WHAT YOU WILL DO :: When you print the records, keep every line identical to the original.

RECORD EXCERPTS ::
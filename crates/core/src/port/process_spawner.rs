// Process Spawner Port
// Abstraction for creating a child process and reaping it by pid

use std::io;

use thiserror::Error;

use crate::domain::{Argv, ChildExit, Redirect};

/// Child process identifier
pub type ChildPid = u32;

/// Result of waiting for a child
#[derive(Debug, Clone, Copy, PartialEq, Eq)]
pub struct WaitOutcome {
    /// Pid the wait call actually reaped
    pub pid: ChildPid,
    pub exit: ChildExit,
}

/// Spawner errors
#[derive(Error, Debug)]
pub enum SpawnError {
    /// Process could not be created
    #[error("process creation failed: {0}")]
    Fork(#[source] io::Error),

    /// Process was created but the program could not be executed
    #[error("exec failed: {0}")]
    Exec(#[source] io::Error),

    #[error("wait failed: {0}")]
    Wait(#[source] io::Error),
}

impl SpawnError {
    pub fn into_io(self) -> io::Error {
        match self {
            SpawnError::Fork(e) | SpawnError::Exec(e) | SpawnError::Wait(e) => e,
        }
    }
}

/// Process Spawner trait
///
/// Implementations:
/// - StdProcessSpawner (infra-system): std::process::Command + waitpid
/// - MockProcessSpawner: scripted outcomes for tests
pub trait ProcessSpawner: Send + Sync {
    /// Start `argv` with the given stdout/stderr redirects
    ///
    /// Redirects must be in place before the new program image runs.
    /// The program is looked up in `PATH`.
    ///
    /// # Errors
    /// - SpawnError::Fork if the process cannot be created
    /// - SpawnError::Exec if the program cannot be executed
    fn spawn(
        &self,
        argv: &Argv,
        stdout: Redirect<'_>,
        stderr: Redirect<'_>,
    ) -> Result<ChildPid, SpawnError>;

    /// Block until the child `pid` terminates
    ///
    /// # Errors
    /// - SpawnError::Wait if the wait call fails
    fn wait(&self, pid: ChildPid) -> Result<WaitOutcome, SpawnError>;
}

// ============================================================================
// Mock Implementations for Testing
// ============================================================================

pub mod mocks {
    use super::*;
    use nix::errno::Errno;
    use std::sync::{Arc, Mutex};

    /// Mock spawner behavior
    #[derive(Debug, Clone)]
    pub enum MockBehavior {
        /// Child exits normally with this code
        Exit(i32),
        /// Child is killed by this signal
        Signal(i32),
        /// Exec fails with this errno
        ExecFail(i32),
        /// Process creation fails with this errno
        ForkFail(i32),
        /// waitpid fails with this errno
        WaitFail(i32),
        /// waitpid reaps some other pid
        WrongPid(ChildPid),
    }

    /// What a spawn call was asked to do
    #[derive(Debug, Clone)]
    pub struct RecordedSpawn {
        pub argv: Argv,
        pub stdout_redirected: bool,
        pub stderr_redirected: bool,
    }

    /// Mock Process Spawner for testing
    pub struct MockProcessSpawner {
        behavior: Arc<Mutex<MockBehavior>>,
        spawns: Arc<Mutex<Vec<RecordedSpawn>>>,
        wait_count: Arc<Mutex<usize>>,
        next_pid: Arc<Mutex<ChildPid>>,
    }

    impl MockProcessSpawner {
        pub fn new(behavior: MockBehavior) -> Self {
            Self {
                behavior: Arc::new(Mutex::new(behavior)),
                spawns: Arc::new(Mutex::new(Vec::new())),
                wait_count: Arc::new(Mutex::new(0)),
                next_pid: Arc::new(Mutex::new(1000)),
            }
        }
        pub fn new_success() -> Self {
            Self::new(MockBehavior::Exit(0))
        }
        pub fn set_behavior(&self, behavior: MockBehavior) {
            *self.behavior.lock().unwrap() = behavior;
        }
        pub fn spawn_count(&self) -> usize {
            self.spawns.lock().unwrap().len()
        }
        pub fn wait_count(&self) -> usize {
            *self.wait_count.lock().unwrap()
        }
        pub fn last_spawn(&self) -> Option<RecordedSpawn> {
            self.spawns.lock().unwrap().last().cloned()
        }
    }

    impl ProcessSpawner for MockProcessSpawner {
        fn spawn(
            &self,
            argv: &Argv,
            stdout: Redirect<'_>,
            stderr: Redirect<'_>,
        ) -> Result<ChildPid, SpawnError> {
            self.spawns.lock().unwrap().push(RecordedSpawn {
                argv: argv.clone(),
                stdout_redirected: !stdout.is_inherit(),
                stderr_redirected: !stderr.is_inherit(),
            });

            match self.behavior.lock().unwrap().clone() {
                MockBehavior::ForkFail(errno) => {
                    Err(SpawnError::Fork(io::Error::from_raw_os_error(errno)))
                }
                MockBehavior::ExecFail(errno) => {
                    Err(SpawnError::Exec(io::Error::from_raw_os_error(errno)))
                }
                _ => {
                    let mut next = self.next_pid.lock().unwrap();
                    *next += 1;
                    Ok(*next)
                }
            }
        }

        fn wait(&self, pid: ChildPid) -> Result<WaitOutcome, SpawnError> {
            *self.wait_count.lock().unwrap() += 1;

            let outcome = |exit: ChildExit| -> Result<WaitOutcome, SpawnError> {
                Ok(WaitOutcome { pid, exit })
            };
            match self.behavior.lock().unwrap().clone() {
                MockBehavior::Exit(code) => outcome(ChildExit::Exited(code)),
                MockBehavior::Signal(signo) => outcome(ChildExit::Signaled(signo)),
                MockBehavior::WaitFail(errno) => {
                    Err(SpawnError::Wait(io::Error::from_raw_os_error(errno)))
                }
                MockBehavior::WrongPid(other) => Ok(WaitOutcome {
                    pid: other,
                    exit: ChildExit::Exited(0),
                }),
                // Nothing was spawned, so there is no child to reap
                MockBehavior::ForkFail(_) | MockBehavior::ExecFail(_) => {
                    Err(SpawnError::Wait(io::Error::from(Errno::ECHILD)))
                }
            }
        }
    }
}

WRITTEN SOLUTION ::
filename crates/core/src/port/process_spawner.rs
// Process Spawner Port
// Abstraction for creating a child process and reaping it by pid

use std::io;

use thiserror::Error;

use crate::domain::{Argv, ChildExit, Redirect};

/// Child process identifier
pub type ChildPid = u32;

/// Result of waiting for a child
#[derive(Debug, Clone, Copy, PartialEq, Eq)]
pub struct WaitOutcome {
    /// Pid the wait call actually reaped
    pub pid: ChildPid,
    pub exit: ChildExit,
}

/// Spawner errors
#[derive(Error, Debug)]
pub enum SpawnError {
    /// Process could not be created
    #[error("process creation failed: {0}")]
    Fork(#[source] io::Error),

    /// Process was created but the program could not be executed
    #[error("exec failed: {0}")]
    Exec(#[source] io::Error),

    #[error("wait failed: {0}")]
    Wait(#[source] io::Error),
}

impl SpawnError {
    pub fn into_io(self) -> io::Error {
        match self {
            SpawnError::Fork(e) | SpawnError::Exec(e) | SpawnError::Wait(e) => e,
        }
    }
}

/// Process Spawner trait
///
/// Implementations:
/// - StdProcessSpawner (infra-system): std::process::Command + waitpid
/// - MockProcessSpawner: scripted outcomes for tests
pub trait ProcessSpawner: Send + Sync {
    /// Start `argv` with the given stdout/stderr redirects
    ///
    /// Redirects must be in place before the new program image runs.
    /// The program is looked up in `PATH`.
    ///
    /// # Errors
    /// - SpawnError::Fork if the process cannot be created
    /// - SpawnError::Exec if the program cannot be executed
    fn spawn(
        &self,
        argv: &Argv,
        stdout: Redirect<'_>,
        stderr: Redirect<'_>,
    ) -> Result<ChildPid, SpawnError>;

    /// Block until the child `pid` terminates
    ///
    /// # Errors
    /// - SpawnError::Wait if the wait call fails
    fn wait(&self, pid: ChildPid) -> Result<WaitOutcome, SpawnError>;
}

// ============================================================================
// Mock Implementations for Testing
// ============================================================================

pub mod mocks {
    use super::*;
    use nix::errno::Errno;
    use std::sync::{Arc, Mutex};

    /// Mock spawner behavior
    #[derive(Debug, Clone)]
    pub enum MockBehavior {
        /// Child exits normally with this code
        Exit(i32),
        /// Child is killed by this signal
        Signal(i32),
        /// Exec fails with this errno
        ExecFail(i32),
        /// Process creation fails with this errno
        ForkFail(i32),
        /// waitpid fails with this errno
        WaitFail(i32),
        /// waitpid reaps some other pid
        WrongPid(ChildPid),
    }

    /// What a spawn call was asked to do
    #[derive(Debug, Clone)]
    pub struct RecordedSpawn {
        pub argv: Argv,
        pub stdout_redirected: bool,
        pub stderr_redirected: bool,
    }

    /// Mock Process Spawner for testing
    pub struct MockProcessSpawner {
        behavior: Arc<Mutex<MockBehavior>>,
        spawns: Arc<Mutex<Vec<RecordedSpawn>>>,
        wait_count: Arc<Mutex<usize>>,
        next_pid: Arc<Mutex<ChildPid>>,
    }

    impl MockProcessSpawner {
        pub fn new(behavior: MockBehavior) -> Self {
            Self {
                behavior: Arc::new(Mutex::new(behavior)),
                spawns: Arc::new(Mutex::new(Vec::new())),
                wait_count: Arc::new(Mutex::new(0)),
                next_pid: Arc::new(Mutex::new(1000)),
            }
        }
        pub fn new_success() -> Self {
            Self::new(MockBehavior::Exit(0))
        }
        pub fn set_behavior(&self, behavior: MockBehavior) {
            *self.behavior.lock().unwrap() = behavior;
        }
        pub fn spawn_count(&self) -> usize {
            self.spawns.lock().unwrap().len()
        }
        pub fn wait_count(&self) -> usize {
            *self.wait_count.lock().unwrap()
        }
        pub fn last_spawn(&self) -> Option<RecordedSpawn> {
            self.spawns.lock().unwrap().last().cloned()
        }
    }

    impl ProcessSpawner for MockProcessSpawner {
        fn spawn(
            &self,
            argv: &Argv,
            stdout: Redirect<'_>,
            stderr: Redirect<'_>,
        ) -> Result<ChildPid, SpawnError> {
            self.spawns.lock().unwrap().push(RecordedSpawn {
                argv: argv.clone(),
                stdout_redirected: !stdout.is_inherit(),
                stderr_redirected: !stderr.is_inherit(),
            });

            match self.behavior.lock().unwrap().clone() {
                MockBehavior::ForkFail(errno) => {
                    Err(SpawnError::Fork(io::Error::from_raw_os_error(errno)))
                }
                MockBehavior::ExecFail(errno) => {
                    Err(SpawnError::Exec(io::Error::from_raw_os_error(errno)))
                }
                _ => {
                    let mut next = self.next_pid.lock().unwrap();
                    *next += 1;
                    Ok(*next)
                }
            }
        }

        fn wait(&self, pid: ChildPid) -> Result<WaitOutcome, SpawnError> {
            *self.wait_count.lock().unwrap() += 1;

            let outcome = |exit: ChildExit| -> Result<WaitOutcome, SpawnError> {
                Ok(WaitOutcome { pid, exit })
            };
            match self.behavior.lock().unwrap().clone() {
                MockBehavior::Exit(code) => outcome(ChildExit::Exited(code)),
                MockBehavior::Signal(signo) => outcome(ChildExit::Signaled(signo)),
                MockBehavior::WaitFail(errno) => {
                    Err(SpawnError::Wait(io::Error::from_raw_os_error(errno)))
                }
                MockBehavior::WrongPid(other) => Ok(WaitOutcome {
                    pid: other,
                    exit: ChildExit::Exited(0),
                }),
                // Nothing was spawned, so there is no child to reap
                MockBehavior::ForkFail(_) | MockBehavior::ExecFail(_) => {
                    Err(SpawnError::Wait(io::Error::from(Errno::ECHILD)))
                }
            }
        }
    }
}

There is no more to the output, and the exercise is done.